◆ What you are asked to do ◆
Within the entries below, the lines from the one with "pub fn end(&self)" through the one with "pub fn first_non_empty(&self)" are to be set down exactly, both ends kept.

[Records for the exercise — start]

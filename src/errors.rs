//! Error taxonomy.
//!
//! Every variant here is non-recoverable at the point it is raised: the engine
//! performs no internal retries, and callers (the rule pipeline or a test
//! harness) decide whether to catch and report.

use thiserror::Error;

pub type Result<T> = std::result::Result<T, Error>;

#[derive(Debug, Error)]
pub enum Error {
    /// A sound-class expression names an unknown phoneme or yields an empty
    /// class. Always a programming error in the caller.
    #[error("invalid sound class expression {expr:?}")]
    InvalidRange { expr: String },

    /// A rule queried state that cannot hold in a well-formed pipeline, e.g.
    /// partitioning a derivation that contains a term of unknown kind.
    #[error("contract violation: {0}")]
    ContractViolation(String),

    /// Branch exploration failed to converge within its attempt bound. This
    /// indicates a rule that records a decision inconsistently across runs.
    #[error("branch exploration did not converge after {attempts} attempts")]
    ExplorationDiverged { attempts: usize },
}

[Records for the exercise — finish]
[Records for the exercise — start]

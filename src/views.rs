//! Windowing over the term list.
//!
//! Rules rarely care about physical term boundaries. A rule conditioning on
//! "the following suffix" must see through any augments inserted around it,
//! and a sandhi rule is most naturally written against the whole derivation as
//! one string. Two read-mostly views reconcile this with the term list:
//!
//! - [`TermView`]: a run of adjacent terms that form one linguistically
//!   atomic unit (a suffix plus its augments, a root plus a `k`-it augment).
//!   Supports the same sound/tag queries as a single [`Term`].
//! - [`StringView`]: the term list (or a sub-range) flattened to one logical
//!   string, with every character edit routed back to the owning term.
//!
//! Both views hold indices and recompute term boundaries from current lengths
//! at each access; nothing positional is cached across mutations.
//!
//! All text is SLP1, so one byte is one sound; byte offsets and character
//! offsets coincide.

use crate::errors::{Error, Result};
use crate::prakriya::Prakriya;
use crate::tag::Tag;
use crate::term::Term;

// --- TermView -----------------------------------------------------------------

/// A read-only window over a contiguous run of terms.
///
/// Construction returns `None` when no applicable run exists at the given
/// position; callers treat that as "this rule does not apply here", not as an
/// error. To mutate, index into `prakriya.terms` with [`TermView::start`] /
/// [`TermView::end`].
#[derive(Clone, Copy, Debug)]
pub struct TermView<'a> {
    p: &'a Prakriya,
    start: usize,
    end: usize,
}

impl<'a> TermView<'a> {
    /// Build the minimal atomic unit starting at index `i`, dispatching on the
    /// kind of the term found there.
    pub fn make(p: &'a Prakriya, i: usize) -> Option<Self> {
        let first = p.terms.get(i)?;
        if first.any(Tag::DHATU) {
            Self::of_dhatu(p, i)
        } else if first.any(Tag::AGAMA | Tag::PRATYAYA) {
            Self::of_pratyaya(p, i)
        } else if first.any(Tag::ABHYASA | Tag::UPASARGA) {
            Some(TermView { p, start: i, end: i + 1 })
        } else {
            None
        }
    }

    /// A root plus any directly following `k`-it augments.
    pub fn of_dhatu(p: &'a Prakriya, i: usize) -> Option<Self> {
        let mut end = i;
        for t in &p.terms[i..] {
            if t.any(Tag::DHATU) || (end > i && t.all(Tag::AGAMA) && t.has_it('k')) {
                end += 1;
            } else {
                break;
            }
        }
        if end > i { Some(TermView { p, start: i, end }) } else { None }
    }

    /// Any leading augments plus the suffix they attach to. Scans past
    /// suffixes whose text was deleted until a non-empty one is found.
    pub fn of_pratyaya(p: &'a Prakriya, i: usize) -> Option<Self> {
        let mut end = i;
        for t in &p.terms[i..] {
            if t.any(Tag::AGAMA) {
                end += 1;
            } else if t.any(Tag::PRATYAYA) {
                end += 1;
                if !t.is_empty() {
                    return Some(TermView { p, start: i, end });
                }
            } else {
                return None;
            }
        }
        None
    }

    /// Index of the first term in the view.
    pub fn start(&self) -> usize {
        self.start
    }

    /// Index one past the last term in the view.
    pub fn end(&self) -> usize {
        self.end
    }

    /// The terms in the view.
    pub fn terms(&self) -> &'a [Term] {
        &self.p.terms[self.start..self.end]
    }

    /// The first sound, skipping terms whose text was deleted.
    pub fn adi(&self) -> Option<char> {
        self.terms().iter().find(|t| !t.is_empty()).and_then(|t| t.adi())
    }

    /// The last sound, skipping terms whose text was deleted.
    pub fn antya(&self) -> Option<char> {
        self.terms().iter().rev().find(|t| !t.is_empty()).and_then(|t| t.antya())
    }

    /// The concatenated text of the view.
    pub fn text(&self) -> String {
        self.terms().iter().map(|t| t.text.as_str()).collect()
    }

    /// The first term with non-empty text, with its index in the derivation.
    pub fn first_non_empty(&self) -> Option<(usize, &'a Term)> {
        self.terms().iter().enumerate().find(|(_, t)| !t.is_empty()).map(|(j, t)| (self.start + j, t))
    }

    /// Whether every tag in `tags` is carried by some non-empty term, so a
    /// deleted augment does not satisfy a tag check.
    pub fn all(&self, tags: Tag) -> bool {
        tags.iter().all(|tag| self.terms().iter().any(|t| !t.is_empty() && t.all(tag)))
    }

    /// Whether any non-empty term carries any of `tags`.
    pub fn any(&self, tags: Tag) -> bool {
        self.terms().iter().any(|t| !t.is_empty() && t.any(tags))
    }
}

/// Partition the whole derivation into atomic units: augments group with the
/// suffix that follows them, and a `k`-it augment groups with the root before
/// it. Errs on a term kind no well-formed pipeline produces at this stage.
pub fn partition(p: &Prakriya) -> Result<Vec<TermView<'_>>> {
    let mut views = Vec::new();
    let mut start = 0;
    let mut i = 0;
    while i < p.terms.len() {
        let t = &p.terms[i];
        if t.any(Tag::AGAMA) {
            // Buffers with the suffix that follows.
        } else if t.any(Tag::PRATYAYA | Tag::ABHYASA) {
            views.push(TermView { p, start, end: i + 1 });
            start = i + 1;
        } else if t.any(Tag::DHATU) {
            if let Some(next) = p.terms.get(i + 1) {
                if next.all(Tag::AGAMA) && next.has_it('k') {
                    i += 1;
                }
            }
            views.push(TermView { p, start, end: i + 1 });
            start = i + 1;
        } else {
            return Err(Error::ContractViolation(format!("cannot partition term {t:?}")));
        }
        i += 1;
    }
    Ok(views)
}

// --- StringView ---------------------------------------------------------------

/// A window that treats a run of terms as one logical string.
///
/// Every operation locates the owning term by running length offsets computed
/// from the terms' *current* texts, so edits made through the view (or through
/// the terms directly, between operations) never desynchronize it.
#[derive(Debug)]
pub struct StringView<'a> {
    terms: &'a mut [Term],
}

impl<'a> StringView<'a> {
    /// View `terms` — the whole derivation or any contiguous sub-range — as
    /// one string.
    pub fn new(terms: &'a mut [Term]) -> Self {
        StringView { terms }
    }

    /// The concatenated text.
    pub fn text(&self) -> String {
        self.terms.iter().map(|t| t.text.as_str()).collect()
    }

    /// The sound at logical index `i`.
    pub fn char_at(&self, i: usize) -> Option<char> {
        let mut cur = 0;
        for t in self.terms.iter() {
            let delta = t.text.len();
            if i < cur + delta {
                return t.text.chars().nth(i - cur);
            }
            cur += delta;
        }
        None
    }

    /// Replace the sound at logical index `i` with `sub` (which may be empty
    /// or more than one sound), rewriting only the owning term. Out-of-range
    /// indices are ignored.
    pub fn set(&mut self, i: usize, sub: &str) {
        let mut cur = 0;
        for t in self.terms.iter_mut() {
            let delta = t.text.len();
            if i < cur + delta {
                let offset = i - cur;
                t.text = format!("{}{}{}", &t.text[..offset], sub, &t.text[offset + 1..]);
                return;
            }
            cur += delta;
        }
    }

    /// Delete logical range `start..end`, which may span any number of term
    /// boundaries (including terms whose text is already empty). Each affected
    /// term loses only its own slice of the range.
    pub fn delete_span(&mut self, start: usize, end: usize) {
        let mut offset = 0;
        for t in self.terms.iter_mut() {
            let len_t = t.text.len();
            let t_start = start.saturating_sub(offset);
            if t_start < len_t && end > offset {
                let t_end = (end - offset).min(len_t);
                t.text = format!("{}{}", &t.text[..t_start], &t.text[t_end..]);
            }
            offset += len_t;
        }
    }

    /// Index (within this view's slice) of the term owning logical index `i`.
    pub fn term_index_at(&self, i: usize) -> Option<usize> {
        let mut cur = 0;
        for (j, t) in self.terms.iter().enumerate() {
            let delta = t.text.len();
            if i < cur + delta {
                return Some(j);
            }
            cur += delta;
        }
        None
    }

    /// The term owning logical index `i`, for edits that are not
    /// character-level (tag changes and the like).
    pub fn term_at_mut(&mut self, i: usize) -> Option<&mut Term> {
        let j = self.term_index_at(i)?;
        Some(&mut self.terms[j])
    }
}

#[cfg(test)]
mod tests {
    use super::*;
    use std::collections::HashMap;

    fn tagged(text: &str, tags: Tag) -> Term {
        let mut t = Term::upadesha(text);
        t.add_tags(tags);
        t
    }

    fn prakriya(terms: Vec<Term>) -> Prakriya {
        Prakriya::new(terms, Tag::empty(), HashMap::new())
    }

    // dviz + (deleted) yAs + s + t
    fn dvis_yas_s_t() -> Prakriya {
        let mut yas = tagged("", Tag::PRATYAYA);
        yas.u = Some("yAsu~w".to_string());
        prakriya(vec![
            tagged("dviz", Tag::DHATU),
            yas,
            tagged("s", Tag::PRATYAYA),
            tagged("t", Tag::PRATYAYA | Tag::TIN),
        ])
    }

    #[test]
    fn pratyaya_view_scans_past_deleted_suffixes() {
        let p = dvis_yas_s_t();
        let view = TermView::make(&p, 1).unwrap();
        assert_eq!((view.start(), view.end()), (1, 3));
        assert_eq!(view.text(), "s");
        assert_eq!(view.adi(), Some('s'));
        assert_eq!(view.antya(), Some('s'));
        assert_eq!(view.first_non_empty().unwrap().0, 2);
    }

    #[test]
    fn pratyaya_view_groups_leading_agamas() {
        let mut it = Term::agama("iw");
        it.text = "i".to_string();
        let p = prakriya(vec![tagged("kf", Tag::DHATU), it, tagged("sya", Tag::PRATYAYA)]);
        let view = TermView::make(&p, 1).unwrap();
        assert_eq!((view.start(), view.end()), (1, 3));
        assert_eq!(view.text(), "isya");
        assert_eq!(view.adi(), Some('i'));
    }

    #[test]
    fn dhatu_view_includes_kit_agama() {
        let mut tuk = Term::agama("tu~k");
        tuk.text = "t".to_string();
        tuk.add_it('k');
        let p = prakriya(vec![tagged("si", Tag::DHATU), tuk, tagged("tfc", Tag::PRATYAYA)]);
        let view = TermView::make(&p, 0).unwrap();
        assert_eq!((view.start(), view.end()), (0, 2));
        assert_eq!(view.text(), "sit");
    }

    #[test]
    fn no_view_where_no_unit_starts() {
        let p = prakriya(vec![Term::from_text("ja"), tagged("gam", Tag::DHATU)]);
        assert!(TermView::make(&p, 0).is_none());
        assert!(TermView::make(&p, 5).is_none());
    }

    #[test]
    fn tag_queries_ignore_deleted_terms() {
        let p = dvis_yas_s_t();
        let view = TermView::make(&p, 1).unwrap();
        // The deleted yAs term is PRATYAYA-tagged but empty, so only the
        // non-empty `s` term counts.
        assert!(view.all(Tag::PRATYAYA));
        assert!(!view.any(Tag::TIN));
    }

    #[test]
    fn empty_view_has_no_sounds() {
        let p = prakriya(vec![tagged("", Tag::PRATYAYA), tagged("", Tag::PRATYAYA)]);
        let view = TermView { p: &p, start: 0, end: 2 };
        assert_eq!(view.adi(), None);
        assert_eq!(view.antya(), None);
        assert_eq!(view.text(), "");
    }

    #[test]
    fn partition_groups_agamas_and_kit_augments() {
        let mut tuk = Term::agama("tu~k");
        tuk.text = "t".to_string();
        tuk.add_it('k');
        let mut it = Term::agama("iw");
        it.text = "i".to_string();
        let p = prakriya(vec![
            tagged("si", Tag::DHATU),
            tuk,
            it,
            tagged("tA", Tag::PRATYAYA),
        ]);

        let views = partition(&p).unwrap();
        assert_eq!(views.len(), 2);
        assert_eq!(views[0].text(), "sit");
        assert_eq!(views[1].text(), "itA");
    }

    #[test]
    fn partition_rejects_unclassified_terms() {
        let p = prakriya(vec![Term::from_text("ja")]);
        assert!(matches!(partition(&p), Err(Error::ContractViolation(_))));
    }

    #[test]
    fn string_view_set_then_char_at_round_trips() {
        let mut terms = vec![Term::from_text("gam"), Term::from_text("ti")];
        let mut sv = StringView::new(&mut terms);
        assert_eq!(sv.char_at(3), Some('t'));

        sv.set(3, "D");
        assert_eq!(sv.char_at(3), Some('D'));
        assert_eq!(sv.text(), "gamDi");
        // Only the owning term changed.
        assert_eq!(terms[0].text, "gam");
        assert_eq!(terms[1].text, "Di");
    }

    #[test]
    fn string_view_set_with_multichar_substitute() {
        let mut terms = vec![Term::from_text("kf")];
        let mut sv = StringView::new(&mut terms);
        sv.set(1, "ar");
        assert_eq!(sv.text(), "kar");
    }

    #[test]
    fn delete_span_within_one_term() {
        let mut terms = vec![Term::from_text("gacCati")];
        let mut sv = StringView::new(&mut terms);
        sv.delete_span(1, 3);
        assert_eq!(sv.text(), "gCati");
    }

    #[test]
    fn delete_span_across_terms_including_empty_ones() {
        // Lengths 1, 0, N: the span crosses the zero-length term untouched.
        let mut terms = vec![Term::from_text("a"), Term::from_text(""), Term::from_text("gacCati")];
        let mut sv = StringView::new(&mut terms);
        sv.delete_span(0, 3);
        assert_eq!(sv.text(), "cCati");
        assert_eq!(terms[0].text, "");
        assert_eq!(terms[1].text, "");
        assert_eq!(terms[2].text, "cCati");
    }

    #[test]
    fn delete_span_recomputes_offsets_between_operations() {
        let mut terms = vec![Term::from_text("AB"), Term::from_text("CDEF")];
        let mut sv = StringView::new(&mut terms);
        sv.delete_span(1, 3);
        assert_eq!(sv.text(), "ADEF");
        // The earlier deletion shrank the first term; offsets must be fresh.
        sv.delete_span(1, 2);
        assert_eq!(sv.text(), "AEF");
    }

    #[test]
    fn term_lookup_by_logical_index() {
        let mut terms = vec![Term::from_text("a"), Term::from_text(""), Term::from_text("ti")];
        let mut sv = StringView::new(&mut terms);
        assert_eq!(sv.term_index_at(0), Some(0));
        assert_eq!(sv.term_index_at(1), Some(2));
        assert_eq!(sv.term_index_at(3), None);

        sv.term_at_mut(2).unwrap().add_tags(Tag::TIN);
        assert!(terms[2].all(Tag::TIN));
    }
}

[Records for the exercise — finish]

◆ Result ◆
    pub fn end(&self) -> usize {
        self.end
    }

    /// The terms in the view.
    pub fn terms(&self) -> &'a [Term] {
        &self.p.terms[self.start..self.end]
    }

    /// The first sound, skipping terms whose text was deleted.
    pub fn adi(&self) -> Option<char> {
        self.terms().iter().find(|t| !t.is_empty()).and_then(|t| t.adi())
    }

    /// The last sound, skipping terms whose text was deleted.
    pub fn antya(&self) -> Option<char> {
        self.terms().iter().rev().find(|t| !t.is_empty()).and_then(|t| t.antya())
    }

    /// The concatenated text of the view.
    pub fn text(&self) -> String {
        self.terms().iter().map(|t| t.text.as_str()).collect()
    }

    /// The first term with non-empty text, with its index in the derivation.
    pub fn first_non_empty(&self) -> Option<(usize, &'a Term)> {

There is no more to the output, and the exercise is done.